Moreover, we also carried out an in-depth exploration of the clinical data in gastric cancer. According to the clinical data, the AUCs of the 3-year and 5-year ROC curves were 0.75 and 0.776, respectively, and the results of the disease-free survival calibration chart over 3 years were in good agreement with the results of the ideal model. Age and pathologic stage were proven to be directly connected with the prognosis of GC in our study. miR-3174 was connected with the primary tumor condition of GC.

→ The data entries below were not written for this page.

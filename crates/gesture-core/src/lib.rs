//! Airpoint Gesture Core
//!
//! Turns hand landmarks into pointer events, one frame at a time:
//! - **Geometry:** Frame-normalized distances between landmarks
//! - **Smoothing:** Exponential filter from raw hand position to cursor
//! - **Classification:** Pinch, two-finger, and open-hand signals
//! - **State machine:** Click, double-click, drag, right-click, and scroll
//!   detection with latches, cooldowns, and a scroll anchor
//!
//! This crate is pure computation with no I/O and no clocks. Time is passed in
//! by the caller as monotonic nanoseconds.

pub mod classifier;
pub mod geometry;
pub mod smoother;
pub mod state_machine;

pub use classifier::{GestureClassifier, GestureSignals};
pub use smoother::{CursorState, MotionSmoother};
pub use state_machine::{EventStateMachine, InteractionState, PinchState, StepOutput};
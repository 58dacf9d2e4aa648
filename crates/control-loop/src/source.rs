//! Landmark sources.
//!
//! The hand-landmark model runs out of process and streams one JSON object
//! per camera frame (see `airpoint_hand_model::capture`). Reads block, which
//! sets the loop cadence.

use std::collections::VecDeque;
use std::fs::File;
use std::io::{BufRead, BufReader, Stdin};
use std::path::Path;

use airpoint_common::error::{AirpointError, AirpointResult};
use airpoint_hand_model::capture::{parse_capture_line, Capture};

/// Trait for landmark sources.
pub trait LandmarkSource: Send {
    /// Block until the next capture. `Ok(None)` means the stream ended.
    fn next_capture(&mut self) -> AirpointResult<Option<Capture>>;

    /// Source name for logging.
    fn name(&self) -> &str;
}

/// Reads captures from a JSONL stream.
pub struct JsonlLandmarkSource<R> {
    reader: R,
    name: String,
    line_no: u64,
    buf: String,
}

impl<R: BufRead + Send> JsonlLandmarkSource<R> {
    pub fn new(reader: R, name: impl Into<String>) -> Self {
        Self {
            reader,
            name: name.into(),
            line_no: 0,
            buf: String::new(),
        }
    }

    /// Lines consumed so far, including skipped comments.
    pub fn lines_read(&self) -> u64 {
        self.line_no
    }
}

impl JsonlLandmarkSource<BufReader<Stdin>> {
    pub fn stdin() -> Self {
        Self::new(BufReader::new(std::io::stdin()), "stdin")
    }
}

impl JsonlLandmarkSource<BufReader<File>> {
    pub fn open(path: impl AsRef<Path>) -> AirpointResult<Self> {
        let path = path.as_ref();
        let file = File::open(path).map_err(|e| {
            AirpointError::source(format!("Failed to open {}: {e}", path.display()))
        })?;
        Ok(Self::new(BufReader::new(file), path.display().to_string()))
    }
}

impl<R: BufRead + Send> LandmarkSource for JsonlLandmarkSource<R> {
    fn next_capture(&mut self) -> AirpointResult<Option<Capture>> {
        loop {
            self.buf.clear();
            let read = self.reader.read_line(&mut self.buf).map_err(|e| {
                AirpointError::source(format!("{}: read failed: {e}", self.name))
            })?;
            if read == 0 {
                return Ok(None);
            }
            self.line_no += 1;

            match parse_capture_line(&self.buf) {
                Ok(Some(capture)) => return Ok(Some(capture)),
                Ok(None) => continue,
                Err(AirpointError::Json(e)) => {
                    return Err(AirpointError::source(format!(
                        "{} line {}: unreadable frame: {e}",
                        self.name, self.line_no
                    )));
                }
                Err(e) => return Err(e),
            }
        }
    }

    fn name(&self) -> &str {
        &self.name
    }
}

/// Replays captures held in memory.
pub struct ScriptedSource {
    captures: VecDeque<Capture>,
}

impl ScriptedSource {
    pub fn new(captures: Vec<Capture>) -> Self {
        Self {
            captures: captures.into(),
        }
    }
}

impl LandmarkSource for ScriptedSource {
    fn next_capture(&mut self) -> AirpointResult<Option<Capture>> {
        Ok(self.captures.pop_front())
    }

    fn name(&self) -> &str {
        "scripted"
    }
}
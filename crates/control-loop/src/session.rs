//! Per-loop session context.
//!
//! Owns everything that changes between frames: the cursor filter, the
//! event state machine, and the two user toggles. Nothing here performs
//! I/O, so a session can be driven frame by frame in tests.

use airpoint_common::clock::TimestampNs;
use airpoint_common::config::{AppConfig, ScreenConfig};
use airpoint_common::error::{AirpointError, AirpointResult};
use airpoint_gesture_core::smoother::screen_target;
use airpoint_gesture_core::{EventStateMachine, GestureClassifier, InteractionState, MotionSmoother};
use airpoint_hand_model::capture::Capture;
use airpoint_hand_model::event::PointerEvent;

pub const IDLE_ACTION: &str = "Idle";
pub const NO_HAND_GESTURE: &str = "No hand";

/// What one frame produced.
#[derive(Debug, Clone, PartialEq)]
pub struct FrameOutcome {
    pub hand_present: bool,
    pub events: Vec<PointerEvent>,
    /// Last discrete action this frame, or "Idle".
    pub action: String,
    /// Gesture summary, or "No hand".
    pub gesture: String,
}

pub struct Session {
    screen: ScreenConfig,
    smoother: MotionSmoother,
    classifier: GestureClassifier,
    machine: EventStateMachine,
    mouse_enabled: bool,
    overlay_visible: bool,
}

impl Session {
    pub fn new(config: &AppConfig) -> AirpointResult<Self> {
        config.validate()?;
        Ok(Self {
            screen: config.screen,
            smoother: MotionSmoother::from_config(&config.gesture)?,
            classifier: GestureClassifier::from_config(&config.gesture),
            machine: EventStateMachine::new(&config.gesture),
            mouse_enabled: true,
            overlay_visible: config.overlay.visible,
        })
    }

    /// Run one capture through smoothing, classification, and the state
    /// machine. Zero frame dimensions fail even when no hand is present.
    pub fn process(&mut self, now: TimestampNs, capture: &Capture) -> AirpointResult<FrameOutcome> {
        if capture.width == 0 || capture.height == 0 {
            return Err(AirpointError::invalid_frame_dimensions(
                capture.width,
                capture.height,
            ));
        }

        let Some(hand) = capture.hand.as_ref() else {
            return Ok(FrameOutcome {
                hand_present: false,
                events: Vec::new(),
                action: IDLE_ACTION.to_string(),
                gesture: NO_HAND_GESTURE.to_string(),
            });
        };

        let target = screen_target(hand.index_tip(), capture.width, capture.height, &self.screen)?;
        let cursor = self.smoother.update(target);
        let signals = self.classifier.classify(hand, capture.width, capture.height)?;
        let step = self.machine.step(now, &signals, cursor);

        Ok(FrameOutcome {
            hand_present: true,
            events: step.events,
            action: step.action.unwrap_or_else(|| IDLE_ACTION.to_string()),
            gesture: signals.label(),
        })
    }

    pub fn mouse_enabled(&self) -> bool {
        self.mouse_enabled
    }

    /// Flip pointer delivery and return the new value.
    pub fn toggle_mouse(&mut self) -> bool {
        self.mouse_enabled = !self.mouse_enabled;
        self.mouse_enabled
    }

    pub fn set_mouse_enabled(&mut self, enabled: bool) {
        self.mouse_enabled = enabled;
    }

    pub fn overlay_visible(&self) -> bool {
        self.overlay_visible
    }

    pub fn toggle_overlay(&mut self) -> bool {
        self.overlay_visible = !self.overlay_visible;
        self.overlay_visible
    }

    pub fn interaction(&self) -> &InteractionState {
        self.machine.state()
    }

    pub fn cursor(&self) -> (f64, f64) {
        self.smoother.smoothed()
    }
}

#[cfg(test)]
mod tests {
    use super::*;
    use airpoint_hand_model::landmark::{HandLandmark, HandPose, Point2};

    fn pinching_hand() -> airpoint_hand_model::landmark::LandmarkFrame {
        HandPose::at(Point2::new(320.0, 400.0))
            .with(HandLandmark::IndexTip, Point2::new(320.0, 240.0))
            .with(HandLandmark::ThumbTip, Point2::new(325.0, 240.0))
            .with(HandLandmark::MiddleTip, Point2::new(360.0, 240.0))
            .build()
    }

    #[test]
    fn test_no_hand_is_idle() {
        let mut session = Session::new(&AppConfig::default()).unwrap();
        let outcome = session.process(0, &Capture::no_hand(640, 480)).unwrap();
        assert!(!outcome.hand_present);
        assert!(outcome.events.is_empty());
        assert_eq!(outcome.action, "Idle");
        assert_eq!(outcome.gesture, "No hand");
    }

    #[test]
    fn test_zero_dimensions_fail_fast() {
        let mut session = Session::new(&AppConfig::default()).unwrap();
        let err = session
            .process(0, &Capture::hand(0, 480, pinching_hand()))
            .unwrap_err();
        assert!(matches!(
            err,
            AirpointError::InvalidFrameDimensions { width: 0, height: 480 }
        ));
        assert!(session.process(0, &Capture::no_hand(640, 0)).is_err());
    }

    #[test]
    fn test_pinch_starts_drag_and_moves() {
        let mut session = Session::new(&AppConfig::default()).unwrap();
        let outcome = session
            .process(1_000_000, &Capture::hand(640, 480, pinching_hand()))
            .unwrap();
        assert_eq!(outcome.action, "Drag Start");
        assert_eq!(outcome.gesture, "Pinch:true TwoPinch:false");
        assert_eq!(outcome.events[0], PointerEvent::DragStart);
        // Half the screen width, one seventh of the way from the origin.
        let (x, y) = session.cursor();
        assert!((x - 960.0 / 7.0).abs() < 1e-9);
        assert!((y - 540.0 / 7.0).abs() < 1e-9);
        assert!(session.interaction().pinch.is_dragging());
    }

    #[test]
    fn test_toggles() {
        let mut session = Session::new(&AppConfig::default()).unwrap();
        assert!(session.mouse_enabled());
        assert!(!session.toggle_mouse());
        assert!(session.toggle_mouse());
        assert!(!session.toggle_overlay());
    }

    #[test]
    fn test_invalid_config_rejected() {
        let mut config = AppConfig::default();
        config.gesture.smoothing = 0.5;
        assert!(Session::new(&config).is_err());
    }
}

To sum up, the biological functions of the three identified lncRNAs and miRNAs are not fully understood or elucidated in gastric cancer. However, some molecular biomarkers can predict the 5-year survival rate of patients with gastric cancer, which may become a new prognostic indicator for predicting clinical efficacy. MAPK and cGMP-PKG signaling pathways might be new target therapy directions for GC. The roles of these genes are worthy of further study because of their close association with the prognosis, especially in gastric cancer. More studies are needed in the future to verify these findings.

5. Limitations

This study has some limitations. Firstly, the ethnic sources of the TCGA data population are mainly limited to Caucasian and Negroid people, and inference cannot be made about other ethnicities. Secondly, in vitro and in vivo studies on these biomarkers in gastric cancer cell lines and animal models, respectively, have not been conducted. Therefore, further experimental studies are needed to strengthen the understanding of the mechanisms underlying the involvement of these markers in the prognosis of gastric cancer.

Data Availability

The data used to support the findings of this study are included within the article.

Conflicts of Interest

The authors have declared that no competing interest exists.


This work was supported by the National Nature Science Foundation of China (No. 81671311, No. 81870838), the Key Research and Development Program of Liaoning Province (No. 2018225004), and the Outstanding Scientific Fund of Shengjing Hospital (No. 201708).